| Task statement |
In the data that follows, find each line containing "PartialEq" and copy it.

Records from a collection
::::
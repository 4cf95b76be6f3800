//! Output records and their rendering.

use anyhow::Result;
use clap::ValueEnum;
use serde::Serialize;

use crate::form::EngineOutput;

/// How records are written
#[derive(Debug, Clone, Copy, Default, PartialEq, Eq, ValueEnum)]
pub enum OutputFormat {
    /// One JSON object per line
    #[default]
    Json,
    /// Human readable lines
    Text,
}

/// Something the engine published
#[derive(Debug, Clone, PartialEq, Eq, Serialize)]
#[serde(tag = "event", rename_all = "snake_case")]
pub enum Record {
    State(EngineOutput),
    LoginSucceeded,
}

/// Render a record as a single line, without the trailing newline
pub fn render(record: &Record, format: OutputFormat) -> Result<String> {
    match format {
        OutputFormat::Json => Ok(serde_json::to_string(record)?),
        OutputFormat::Text => Ok(render_text(record)),
    }
}

fn render_text(record: &Record) -> String {
    match record {
        Record::State(output) => {
            let message = if output.message_visible {
                format!("{:?}", output.message)
            } else {
                "(hidden)".to_string()
            };
            let submit = if output.submit_enabled {
                "enabled"
            } else {
                "disabled"
            };
            format!("message: {message}  submit: {submit}")
        }
        Record::LoginSucceeded => "login succeeded".to_string(),
    }
}

#[cfg(test)]
mod tests {
    use super::*;

    fn state(message: &str, submit_enabled: bool) -> Record {
        Record::State(EngineOutput {
            message: message.to_string(),
            message_visible: !message.is_empty(),
            submit_enabled,
        })
    }

    #[test]
    fn test_json_state_record() {
        let line = render(&state("", true), OutputFormat::Json).unwrap();
        assert_eq!(
            line,
            r#"{"event":"state","message":"","message_visible":false,"submit_enabled":true}"#
        );
    }

    #[test]
    fn test_json_login_record() {
        let line = render(&Record::LoginSucceeded, OutputFormat::Json).unwrap();
        assert_eq!(line, r#"{"event":"login_succeeded"}"#);
    }

    #[test]
    fn test_text_records() {
        assert_eq!(
            render(&state("Please provide an e-mail.", false), OutputFormat::Text).unwrap(),
            "message: \"Please provide an e-mail.\"  submit: disabled"
        );
        assert_eq!(
            render(&state("", true), OutputFormat::Text).unwrap(),
            "message: (hidden)  submit: enabled"
        );
        assert_eq!(
            render(&Record::LoginSucceeded, OutputFormat::Text).unwrap(),
            "login succeeded"
        );
    }
}
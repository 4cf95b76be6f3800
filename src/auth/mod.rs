//! Authentication
//!
//! The fallible check performed on submit. There is no backend; outcomes
//! are fixed by configuration or supplied by the embedder.

pub mod authenticator;

pub use authenticator::{AuthError, AuthOutcome, Authenticator, Credentials, StaticAuthenticator};
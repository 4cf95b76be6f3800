//! Validation Engine
//!
//! E-mail matching and the message precedence rules for the login form.

pub mod email;
pub mod engine;

pub use email::{EmailValidator, DEFAULT_EMAIL_PATTERN};
pub use engine::{
    first_violation, submit_enabled, validate, Rule, ValidationResult, MSG_EMAIL_EMPTY,
    MSG_EMAIL_INVALID, MSG_PASSWORD_EMPTY,
};
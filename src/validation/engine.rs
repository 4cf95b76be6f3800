//! Validation Rules
//!
//! Derives the guidance message and submit gating from the current field
//! values. Pure functions, no engine state.

use crate::form::InputState;
use crate::validation::email::EmailValidator;

pub const MSG_EMAIL_EMPTY: &str = "Please provide an e-mail.";
pub const MSG_EMAIL_INVALID: &str = "E-mail address is not valid.";
pub const MSG_PASSWORD_EMPTY: &str = "Please provide a password.";

/// Which rule produced the current message
#[derive(Debug, Clone, Copy, PartialEq, Eq)]
pub enum Rule {
    EmailEmpty,
    EmailInvalid,
    PasswordEmpty,
}

impl Rule {
    pub fn message(self) -> &'static str {
        match self {
            Rule::EmailEmpty => MSG_EMAIL_EMPTY,
            Rule::EmailInvalid => MSG_EMAIL_INVALID,
            Rule::PasswordEmpty => MSG_PASSWORD_EMPTY,
        }
    }
}

/// Result of validating the current input
#[derive(Debug, Clone, PartialEq, Eq)]
pub struct ValidationResult {
    pub message: String,
    pub is_valid: bool,
}

impl ValidationResult {
    pub fn valid() -> Self {
        Self {
            message: String::new(),
            is_valid: true,
        }
    }

    pub fn failed(rule: Rule) -> Self {
        Self {
            message: rule.message().to_string(),
            is_valid: false,
        }
    }
}

/// Find the first rule the input violates, in precedence order
pub fn first_violation(input: &InputState, emails: &EmailValidator) -> Option<Rule> {
    if input.email.is_empty() {
        Some(Rule::EmailEmpty)
    } else if !emails.is_valid(&input.email) {
        Some(Rule::EmailInvalid)
    } else if input.password.is_empty() {
        Some(Rule::PasswordEmpty)
    } else {
        None
    }
}

/// Validate the input and produce the message to show
pub fn validate(input: &InputState, emails: &EmailValidator) -> ValidationResult {
    match first_violation(input, emails) {
        Some(rule) => ValidationResult::failed(rule),
        None => ValidationResult::valid(),
    }
}

/// Whether the submit control should be enabled.
///
/// Only emptiness gates submission; a malformed address still enables the
/// button while the message reports the format problem.
pub fn submit_enabled(input: &InputState) -> bool {
    !input.email.is_empty() && !input.password.is_empty()
}
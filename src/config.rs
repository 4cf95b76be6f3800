//! Configuration management for the login form engine.
//!
//! Handles:
//! - Command-line argument parsing
//! - Project, user and explicit TOML config files
//! - Embedded defaults
//!
//! Precedence, highest first: command line, `--config` file, project
//! `.login-form.toml`, user `<config dir>/login-form/config.toml`, embedded
//! defaults.

use std::fs;
use std::path::{Path, PathBuf};

use anyhow::{Context, Result};
use clap::Parser;
use serde::Deserialize;

use crate::auth::AuthOutcome;
use crate::form::DEFAULT_FAILURE_MESSAGE;
use crate::shim::OutputFormat;
use crate::validation::DEFAULT_EMAIL_PATTERN;

/// File name looked up in the working directory
pub const PROJECT_CONFIG_FILE: &str = ".login-form.toml";

const EMBEDDED_CONFIG: &str = include_str!("../resources/login-form.toml");

/// Command-line arguments for the login form runner
#[derive(Debug, Parser)]
#[command(name = "login-form")]
#[command(about = "Replay login form input events and print the derived UI state")]
#[command(version)]
pub struct Args {
    /// Script of input events; reads stdin when omitted
    #[arg(long, help = "File with one input event per line (email/password/submit)")]
    pub script: Option<PathBuf>,

    /// Outcome of the simulated authentication API
    #[arg(long, value_enum, help = "Result of every login attempt")]
    pub auth_outcome: Option<AuthOutcome>,

    /// Override the e-mail pattern
    #[arg(long, help = "Regular expression an e-mail address must match")]
    pub email_pattern: Option<String>,

    /// Override the message shown when authentication fails
    #[arg(long)]
    pub failure_message: Option<String>,

    /// Output rendering
    #[arg(long, value_enum, default_value_t = OutputFormat::Json)]
    pub format: OutputFormat,

    /// Explicit config file, applied over project and user files
    #[arg(long, help = "Path to a TOML config file")]
    pub config: Option<PathBuf>,

    /// Log level used when RUST_LOG is not set
    #[arg(
        long,
        default_value = "info",
        help = "Log level (trace, debug, info, warn, error)"
    )]
    pub log_level: String,
}

impl Default for Args {
    /// Same values clap produces when no flag is given
    fn default() -> Self {
        Self {
            script: None,
            auth_outcome: None,
            email_pattern: None,
            failure_message: None,
            format: OutputFormat::Json,
            config: None,
            log_level: "info".to_string(),
        }
    }
}

/// Contents of a TOML config file. Every key is optional.
#[derive(Debug, Clone, Default, Deserialize, PartialEq)]
#[serde(deny_unknown_fields)]
pub struct FileConfig {
    #[serde(default)]
    pub validation: ValidationSection,
    #[serde(default)]
    pub auth: AuthSection,
}

#[derive(Debug, Clone, Default, Deserialize, PartialEq)]
#[serde(deny_unknown_fields)]
pub struct ValidationSection {
    pub email_pattern: Option<String>,
}

#[derive(Debug, Clone, Default, Deserialize, PartialEq)]
#[serde(deny_unknown_fields)]
pub struct AuthSection {
    pub outcome: Option<AuthOutcome>,
    pub failure_message: Option<String>,
}

impl FileConfig {
    /// Load and parse a config file
    pub fn load(path: &Path) -> Result<Self> {
        let content = fs::read_to_string(path)
            .with_context(|| format!("Failed to read config file {}", path.display()))?;
        toml::from_str(&content)
            .with_context(|| format!("Failed to parse config file {}", path.display()))
    }

    /// Defaults shipped with the crate
    pub fn embedded() -> Self {
        match toml::from_str::<FileConfig>(EMBEDDED_CONFIG) {
            Ok(file) => file,
            Err(e) => {
                log::warn!(
                    "Failed to parse embedded config: {}. Using builtin defaults.",
                    e
                );
                Self::builtin()
            }
        }
    }

    fn builtin() -> Self {
        Self {
            validation: ValidationSection {
                email_pattern: Some(DEFAULT_EMAIL_PATTERN.to_string()),
            },
            auth: AuthSection {
                outcome: Some(AuthOutcome::Succeed),
                failure_message: Some(DEFAULT_FAILURE_MESSAGE.to_string()),
            },
        }
    }
}

/// Where to look for config files
#[derive(Debug, Clone, Default)]
pub struct ConfigSources {
    pub user_config: Option<PathBuf>,
    pub project_config: Option<PathBuf>,
}

impl ConfigSources {
    /// Standard locations: the user config dir and the working directory
    pub fn discover() -> Self {
        Self {
            user_config: dirs::config_dir().map(|dir| dir.join("login-form").join("config.toml")),
            project_config: std::env::current_dir()
                .ok()
                .map(|dir| dir.join(PROJECT_CONFIG_FILE)),
        }
    }
}

/// Combined configuration from all sources
#[derive(Debug, Clone)]
pub struct Config {
    pub email_pattern: String,
    pub auth_outcome: AuthOutcome,
    pub failure_message: String,
    /// Script path; `None` means stdin
    pub script: Option<PathBuf>,
    pub format: OutputFormat,
    pub log_level: String,
    /// Config files that were applied, lowest precedence first
    pub loaded_files: Vec<PathBuf>,
}

impl Default for Config {
    fn default() -> Self {
        let mut config = Self {
            email_pattern: DEFAULT_EMAIL_PATTERN.to_string(),
            auth_outcome: AuthOutcome::Succeed,
            failure_message: DEFAULT_FAILURE_MESSAGE.to_string(),
            script: None,
            format: OutputFormat::Json,
            log_level: "info".to_string(),
            loaded_files: Vec::new(),
        };
        config.apply_file(&FileConfig::embedded());
        config
    }
}

impl Config {
    /// Create configuration from command-line arguments and standard files
    pub fn from_args_and_env() -> Result<Self> {
        Self::from_args(Args::parse())
    }

    /// Create configuration from explicit arguments (useful for testing)
    pub fn from_args(args: Args) -> Result<Self> {
        Self::from_args_with_sources(args, &ConfigSources::discover())
    }

    pub fn from_args_with_sources(args: Args, sources: &ConfigSources) -> Result<Self> {
        let mut config = Config::default();

        // Discovered files are optional; skip the ones that don't exist
        for path in [&sources.user_config, &sources.project_config]
            .into_iter()
            .flatten()
        {
            if path.is_file() {
                config.apply_path(path)?;
            }
        }

        // An explicit file must exist
        if let Some(path) = &args.config {
            config.apply_path(path)?;
        }

        if let Some(pattern) = args.email_pattern {
            config.email_pattern = pattern;
        }
        if let Some(outcome) = args.auth_outcome {
            config.auth_outcome = outcome;
        }
        if let Some(message) = args.failure_message {
            config.failure_message = message;
        }
        config.script = args.script;
        config.format = args.format;
        config.log_level = args.log_level;

        Ok(config)
    }

    /// Whether a project `.login-form.toml` contributed to this config
    pub fn has_project_config(&self) -> bool {
        self.loaded_files
            .iter()
            .any(|path| path.file_name().is_some_and(|name| name == PROJECT_CONFIG_FILE))
    }

    fn apply_path(&mut self, path: &Path) -> Result<()> {
        let file = FileConfig::load(path)?;
        log::debug!("Applying config file {}", path.display());
        self.apply_file(&file);
        self.loaded_files.push(path.to_path_buf());
        Ok(())
    }

    fn apply_file(&mut self, file: &FileConfig) {
        if let Some(pattern) = &file.validation.email_pattern {
            self.email_pattern = pattern.clone();
        }
        if let Some(outcome) = file.auth.outcome {
            self.auth_outcome = outcome;
        }
        if let Some(message) = &file.auth.failure_message {
            self.failure_message = message.clone();
        }
    }
}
::::
| Answer for this exercise |
#[derive(Debug, Clone, Copy, Default, PartialEq, Eq, ValueEnum)]
#[derive(Debug, Clone, PartialEq, Eq, Serialize)]
#[derive(Debug, Clone, Copy, PartialEq, Eq)]
#[derive(Debug, Clone, PartialEq, Eq)]
#[derive(Debug, Clone, Default, Deserialize, PartialEq)]
#[derive(Debug, Clone, Default, Deserialize, PartialEq)]
#[derive(Debug, Clone, Default, Deserialize, PartialEq)]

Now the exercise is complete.